### What the exercise asks
Find every line in the records below that holds the word "path", and copy each one.

### Records for this exercise
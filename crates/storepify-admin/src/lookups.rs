//! Field lookups (`field__op=value`) and search conditions
//!
//! Change list query parameters such as `customer__id=3` or
//! `inventory__lt=10` are resolved against the model's fields and turned
//! into `sea-query` conditions on the model's table.

use crate::model::{FieldDef, ModelMeta};
use crate::{AdminError, AdminResult};
use sea_query::{Alias, Condition, Expr, LikeExpr, SimpleExpr};

/// Separator between field names and lookup operators
pub const LOOKUP_SEP: &str = "__";

/// Comparison applied by a lookup
#[derive(Debug, Clone, Copy, PartialEq, Eq)]
pub enum LookupOp {
	Exact,
	Lt,
	Lte,
	Gt,
	Gte,
	IStartsWith,
	IContains,
	In,
	IsNull,
}

impl LookupOp {
	fn parse(name: &str) -> Option<Self> {
		Some(match name {
			"exact" => LookupOp::Exact,
			"lt" => LookupOp::Lt,
			"lte" => LookupOp::Lte,
			"gt" => LookupOp::Gt,
			"gte" => LookupOp::Gte,
			"istartswith" => LookupOp::IStartsWith,
			"icontains" => LookupOp::IContains,
			"in" => LookupOp::In,
			"isnull" => LookupOp::IsNull,
			_ => return None,
		})
	}
}

/// A lookup resolved against a model
#[derive(Debug, Clone)]
pub struct Lookup<'a> {
	pub field: &'a FieldDef,
	pub column: String,
	pub op: LookupOp,
}

/// Resolve `path` (for example `collection__id__exact`) against `meta`
pub fn resolve<'a>(meta: &'a ModelMeta, path: &str) -> AdminResult<Lookup<'a>> {
	let mut parts = path.split(LOOKUP_SEP);
	let name = parts.next().unwrap_or_default();
	let field = meta.get_field(name).ok_or_else(|| {
		AdminError::IncorrectLookupParameters(format!(
			"{} has no field named '{}'",
			meta.label(),
			name
		))
	})?;

	let mut rest: Vec<&str> = parts.collect();
	if field.related_model().is_some() && matches!(rest.first(), Some(&"id") | Some(&"pk")) {
		rest.remove(0);
	}

	let op = match rest.as_slice() {
		[] => LookupOp::Exact,
		[op] => LookupOp::parse(op).ok_or_else(|| {
			AdminError::IncorrectLookupParameters(format!(
				"Unsupported lookup '{}' for field '{}'",
				op, field.name
			))
		})?,
		_ => {
			return Err(AdminError::IncorrectLookupParameters(format!(
				"Cannot resolve '{}' into a field of {}",
				path,
				meta.label()
			)));
		}
	};

	Ok(Lookup {
		column: field.column(),
		field,
		op,
	})
}

/// Build the condition for `path=value`
///
/// # Examples
///
/// ```
/// use storepify_admin::{FieldDef, ModelMeta, lookups};
///
/// let meta = ModelMeta::new("store", "product")
/// 	.field(FieldDef::auto_id())
/// 	.field(FieldDef::positive_integer("inventory"));
///
/// assert!(lookups::condition(&meta, "inventory__lt", "10").is_ok());
/// assert!(lookups::condition(&meta, "inventory__lt", "ten").is_err());
/// assert!(lookups::condition(&meta, "colour", "red").is_err());
/// ```
pub fn condition(meta: &ModelMeta, path: &str, value: &str) -> AdminResult<SimpleExpr> {
	let lookup = resolve(meta, path)?;
	let column = Expr::col((Alias::new(&meta.table), Alias::new(&lookup.column)));

	Ok(match lookup.op {
		LookupOp::Exact => column.eq(typed_value(lookup.field, value)?),
		LookupOp::Lt => column.lt(typed_value(lookup.field, value)?),
		LookupOp::Lte => column.lte(typed_value(lookup.field, value)?),
		LookupOp::Gt => column.gt(typed_value(lookup.field, value)?),
		LookupOp::Gte => column.gte(typed_value(lookup.field, value)?),
		LookupOp::IStartsWith => column.like(like_pattern(value, false)),
		LookupOp::IContains => column.like(like_pattern(value, true)),
		LookupOp::In => {
			let values = value
				.split(',')
				.map(|v| typed_value(lookup.field, v.trim()))
				.collect::<AdminResult<Vec<_>>>()?;
			column.is_in(values)
		}
		LookupOp::IsNull => match value {
			"1" | "true" | "True" => column.is_null(),
			"0" | "false" | "False" => column.is_not_null(),
			other => {
				return Err(AdminError::IncorrectLookupParameters(format!(
					"'{}' is not a valid isnull value",
					other
				)));
			}
		},
	})
}

/// Condition matching rows where every whitespace-separated term of `query`
/// matches at least one of `search_fields`
///
/// A bare field name searches with `icontains`; `__istartswith` and
/// `__exact` suffixes select other comparisons.
pub fn search_condition(
	meta: &ModelMeta,
	search_fields: &[String],
	query: &str,
) -> AdminResult<Option<Condition>> {
	if search_fields.is_empty() || query.trim().is_empty() {
		return Ok(None);
	}

	let mut all = Condition::all();
	for term in query.split_whitespace() {
		let mut any = Condition::any();
		for field in search_fields {
			let path = if field.contains(LOOKUP_SEP) {
				field.clone()
			} else {
				format!("{}{}icontains", field, LOOKUP_SEP)
			};
			any = any.add(condition(meta, &path, term)?);
		}
		all = all.add(any);
	}
	Ok(Some(all))
}

fn typed_value(field: &FieldDef, raw: &str) -> AdminResult<sea_query::Value> {
	if field.is_integer() {
		return raw.parse::<i64>().map(Into::into).map_err(|_| {
			AdminError::IncorrectLookupParameters(format!(
				"Field '{}' expected a number but got '{}'",
				field.name, raw
			))
		});
	}
	if matches!(field.kind, crate::model::FieldKind::Boolean) {
		return Ok(matches!(raw, "1" | "true" | "True").into());
	}
	Ok(raw.to_string().into())
}

fn like_pattern(term: &str, contains: bool) -> LikeExpr {
	let escaped = term
		.replace('!', "!!")
		.replace('%', "!%")
		.replace('_', "!_");
	let pattern = if contains {
		format!("%{}%", escaped)
	} else {
		format!("{}%", escaped)
	};
	LikeExpr::new(pattern).escape('!')
}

### Reply
/// Resolve `path` (for example `collection__id__exact`) against `meta`
pub fn resolve<'a>(meta: &'a ModelMeta, path: &str) -> AdminResult<Lookup<'a>> {
	let mut parts = path.split(LOOKUP_SEP);
				path,
/// Build the condition for `path=value`
pub fn condition(meta: &ModelMeta, path: &str, value: &str) -> AdminResult<SimpleExpr> {
	let lookup = resolve(meta, path)?;
			let path = if field.contains(LOOKUP_SEP) {
			any = any.add(condition(meta, &path, term)?);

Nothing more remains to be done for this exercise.